*Purpose: Letermovir, cytomegalovirus (CMV) DNA-terminase complex (UL51, UL56, and UL89) inhibitor, revealed the efficient prophylactic effect against CMV infection including disease and DNAemia with low-grade adverse events in allogeneic hematopoietic stem cell transplant recipients. The potent in-vitro anti-CMV activity and improved safety of letermovir will promise to be diversely used as preventive strategies of prophylaxis and pre-emptive therapy or treatment of CMV end-organ tissue-invasive diseases in solid organ transplant (SOT) recipients, instead of ganciclovir and valganciclovir with several toxicities including bone marrow suppression. The clustered mutations at mainly codon 231-369 region in UL56 can associate with phenotypic resistance against letermovir.
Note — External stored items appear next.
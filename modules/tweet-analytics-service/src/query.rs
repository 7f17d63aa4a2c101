//! Query construction and pagination over the `tweets` table.
//!
//! `TweetQuery` is a value: every builder method consumes it and returns the
//! extended query, so a filter can only be lost by discarding the result,
//! which `#[must_use]` turns into a warning.

use crate::classify;
use crate::error::{ApiError, ApiResult};
use rusqlite::types::Value;
use rusqlite::Connection;
use tweet_analytics_types::{
    ContentType, TweetColumn, DEFAULT_PAGE_SIZE, MAX_PAGE_SIZE, MIN_PAGE_SIZE,
};

// =====================================================
// Pagination
// =====================================================

/// Validated 1-indexed page window.
#[derive(Debug, Clone, Copy, PartialEq, Eq)]
pub struct Pagination {
    page: i64,
    page_size: i64,
}

impl Pagination {
    pub fn new(page: Option<i64>, page_size: Option<i64>) -> ApiResult<Self> {
        let page = page.unwrap_or(1);
        let page_size = page_size.unwrap_or(DEFAULT_PAGE_SIZE);
        if page < 1 {
            return Err(ApiError::invalid("page", format!("must be >= 1, got {}", page)));
        }
        if !(MIN_PAGE_SIZE..=MAX_PAGE_SIZE).contains(&page_size) {
            return Err(ApiError::invalid(
                "page_size",
                format!(
                    "must be between {} and {}, got {}",
                    MIN_PAGE_SIZE, MAX_PAGE_SIZE, page_size
                ),
            ));
        }
        Ok(Self { page, page_size })
    }

    pub fn page(&self) -> i64 {
        self.page
    }

    pub fn page_size(&self) -> i64 {
        self.page_size
    }

    pub fn offset(&self) -> i64 {
        (self.page - 1).saturating_mul(self.page_size)
    }
}

impl Default for Pagination {
    fn default() -> Self {
        Self {
            page: 1,
            page_size: DEFAULT_PAGE_SIZE,
        }
    }
}

// =====================================================
// Predicates
// =====================================================

#[derive(Debug, Clone, PartialEq)]
pub enum Predicate {
    Eq(TweetColumn, Value),
    AtLeast(TweetColumn, Value),
    AtMost(TweetColumn, Value),
    Before(TweetColumn, Value),
    NotNull(TweetColumn),
    Content(ContentType),
}

impl Predicate {
    fn render(&self, params: &mut Vec<Value>) -> String {
        let mut bind = |col: TweetColumn, op: &str, value: &Value| {
            params.push(value.clone());
            format!("{} {} ?", col.as_str(), op)
        };
        match self {
            Predicate::Eq(col, v) => bind(*col, "=", v),
            Predicate::AtLeast(col, v) => bind(*col, ">=", v),
            Predicate::AtMost(col, v) => bind(*col, "<=", v),
            Predicate::Before(col, v) => bind(*col, "<", v),
            Predicate::NotNull(col) => format!("{} IS NOT NULL", col.as_str()),
            Predicate::Content(ct) => format!("({})", classify::rule(*ct).to_sql()),
        }
    }
}

#[derive(Debug, Clone, Copy, PartialEq, Eq)]
pub enum Direction {
    Asc,
    Desc,
}

impl Direction {
    fn as_sql(self) -> &'static str {
        match self {
            Direction::Asc => "ASC",
            Direction::Desc => "DESC",
        }
    }
}

// =====================================================
// Query Builder
// =====================================================

/// One page of results plus the total computed without paging.
#[derive(Debug, Clone, PartialEq)]
pub struct Page<T> {
    pub total: i64,
    pub rows: Vec<T>,
}

/// Expressions passed to `select`, `group_by` and `order_by` come from
/// static column names and fixed SQL in this crate; caller text only ever
/// reaches the store as bound parameters.
#[must_use]
#[derive(Debug, Clone, Default)]
pub struct TweetQuery {
    select: Vec<String>,
    predicates: Vec<Predicate>,
    group_by: Vec<String>,
    order_by: Vec<(String, Direction)>,
    top: Option<i64>,
}

impl TweetQuery {
    pub fn select<I, S>(exprs: I) -> Self
    where
        I: IntoIterator<Item = S>,
        S: Into<String>,
    {
        Self {
            select: exprs.into_iter().map(Into::into).collect(),
            ..Default::default()
        }
    }

    pub fn filter(mut self, predicate: Predicate) -> Self {
        self.predicates.push(predicate);
        self
    }

    pub fn filter_opt(self, predicate: Option<Predicate>) -> Self {
        match predicate {
            Some(p) => self.filter(p),
            None => self,
        }
    }

    pub fn group_by(mut self, expr: impl Into<String>) -> Self {
        self.group_by.push(expr.into());
        self
    }

    pub fn order_by(mut self, expr: impl Into<String>, direction: Direction) -> Self {
        self.order_by.push((expr.into(), direction));
        self
    }

    /// Keep only the first `n` ordered rows before paging.
    pub fn top(mut self, n: Option<i64>) -> Self {
        self.top = n;
        self
    }

    pub fn predicates(&self) -> &[Predicate] {
        &self.predicates
    }

    /// Full query without paging, plus its bound parameters.
    fn base_sql(&self) -> (String, Vec<Value>) {
        let mut params = Vec::new();
        let mut sql = format!("SELECT {} FROM tweets", self.select.join(", "));

        if !self.predicates.is_empty() {
            let conditions: Vec<String> = self
                .predicates
                .iter()
                .map(|p| p.render(&mut params))
                .collect();
            sql.push_str(" WHERE ");
            sql.push_str(&conditions.join(" AND "));
        }
        if !self.group_by.is_empty() {
            sql.push_str(" GROUP BY ");
            sql.push_str(&self.group_by.join(", "));
        }
        if !self.order_by.is_empty() {
            sql.push_str(" ORDER BY ");
            sql.push_str(&self.order_clause());
        }
        if let Some(n) = self.top {
            sql.push_str(" LIMIT ?");
            params.push(Value::Integer(n));
        }
        (sql, params)
    }

    fn order_clause(&self) -> String {
        self.order_by
            .iter()
            .map(|(expr, dir)| format!("{} {}", expr, dir.as_sql()))
            .collect::<Vec<_>>()
            .join(", ")
    }

    pub fn count_sql(&self) -> (String, Vec<Value>) {
        let (base, params) = self.base_sql();
        (format!("SELECT COUNT(*) FROM ({})", base), params)
    }

    pub fn page_sql(&self, pagination: Pagination) -> (String, Vec<Value>) {
        let (base, mut params) = self.base_sql();
        let mut sql = if self.top.is_some() {
            // LIMIT inside the subquery already applied; ordering must be
            // restated because a subquery's order is not preserved.
            let mut outer = format!("SELECT * FROM ({})", base);
            if !self.order_by.is_empty() {
                outer.push_str(" ORDER BY ");
                outer.push_str(&self.order_clause());
            }
            outer
        } else {
            base
        };
        sql.push_str(" LIMIT ? OFFSET ?");
        params.push(Value::Integer(pagination.page_size()));
        params.push(Value::Integer(pagination.offset()));
        (sql, params)
    }

    /// Number of logical rows (groups, when grouped) the query yields.
    pub fn count(&self, conn: &Connection) -> rusqlite::Result<i64> {
        let (sql, params) = self.count_sql();
        log::debug!("count: {} {:?}", sql, params);
        conn.query_row(&sql, rusqlite::params_from_iter(params.iter()), |row| {
            row.get(0)
        })
    }

    /// Two passes: the total, then the requested window. Callers must end
    /// `order_by` with a unique key so that windows never overlap.
    pub fn fetch_page<T, F>(
        &self,
        conn: &Connection,
        pagination: Pagination,
        map_row: F,
    ) -> rusqlite::Result<Page<T>>
    where
        F: FnMut(&rusqlite::Row<'_>) -> rusqlite::Result<T>,
    {
        let total = self.count(conn)?;
        let (sql, params) = self.page_sql(pagination);
        log::debug!("page: {} {:?}", sql, params);
        let mut stmt = conn.prepare(&sql)?;
        let rows = stmt
            .query_map(rusqlite::params_from_iter(params.iter()), map_row)?
            .collect::<rusqlite::Result<Vec<T>>>()?;
        Ok(Page { total, rows })
    }

    /// Every row, unpaged. Only for queries whose result size is bounded by
    /// construction (e.g. one row per calendar day).
    pub fn fetch_all<T, F>(&self, conn: &Connection, map_row: F) -> rusqlite::Result<Vec<T>>
    where
        F: FnMut(&rusqlite::Row<'_>) -> rusqlite::Result<T>,
    {
        let (sql, params) = self.base_sql();
        log::debug!("all: {} {:?}", sql, params);
        let mut stmt = conn.prepare(&sql)?;
        let rows = stmt
            .query_map(rusqlite::params_from_iter(params.iter()), map_row)?
            .collect::<rusqlite::Result<Vec<T>>>()?;
        Ok(rows)
    }
}

/// Log grouping on columns that carry no index.
pub fn warn_if_unindexed(column: TweetColumn) {
    if !column.is_indexed() {
        log::warn!(
            "grouping on unindexed column '{}' scans the whole table",
            column
        );
    }
}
In spite of several reports for intrinsic resistance against antiretroviral drugs, particularly integrase inhibitors, in chronic HIV-infected individuals, little is known the frequency of de-novo genotypic resistant mutations at CMV-infected organ tissues in SOT recipients.

*Methods: We collected a total of 31 formalin-fixed paraffin-embedded (FFPE) tissues showing positive CMV immunochemical staining from SOT recipients (23 of kidney, 6 of liver, and 2 of heart transplantation) between Jan. 2007 and Aug. 2016. The 723-1107 nucleotide of CMV UL56 with 50 ng of genomic viral DNA extracted from FFPE tissues were amplified by polymerase chain reaction (PCR) with four different primers targeting (1) valine of 236 amino acid (AA) (F-5’AGCTGACCATCATCCCGAAT3’ and R-5’TGGATGTAGCTGTGGTAGGC3’), (2) leucine of 241 AA (F-5’AAGATCTACCCGGAGGTGGT3’ and R-5’CTCGATGTCGTTGAGTGTGG3’) (3) cysteine of 325 AA (F-5’GCCTACCACAGCTACATCCA3’ and R-5’GAGCACGAAGATGTCCTCCA3’), (4) arginine of 369 AA (F-5’GTGGAGGACATCTTCGTGCT3’ and R-5’CCGTCATCAAAGTCGTACCC3’). All of single nucleotide polymorphism (SNP) for 723-1107 nucleotides in CMV UL56 were examined by Sanger sequencing of PCR product.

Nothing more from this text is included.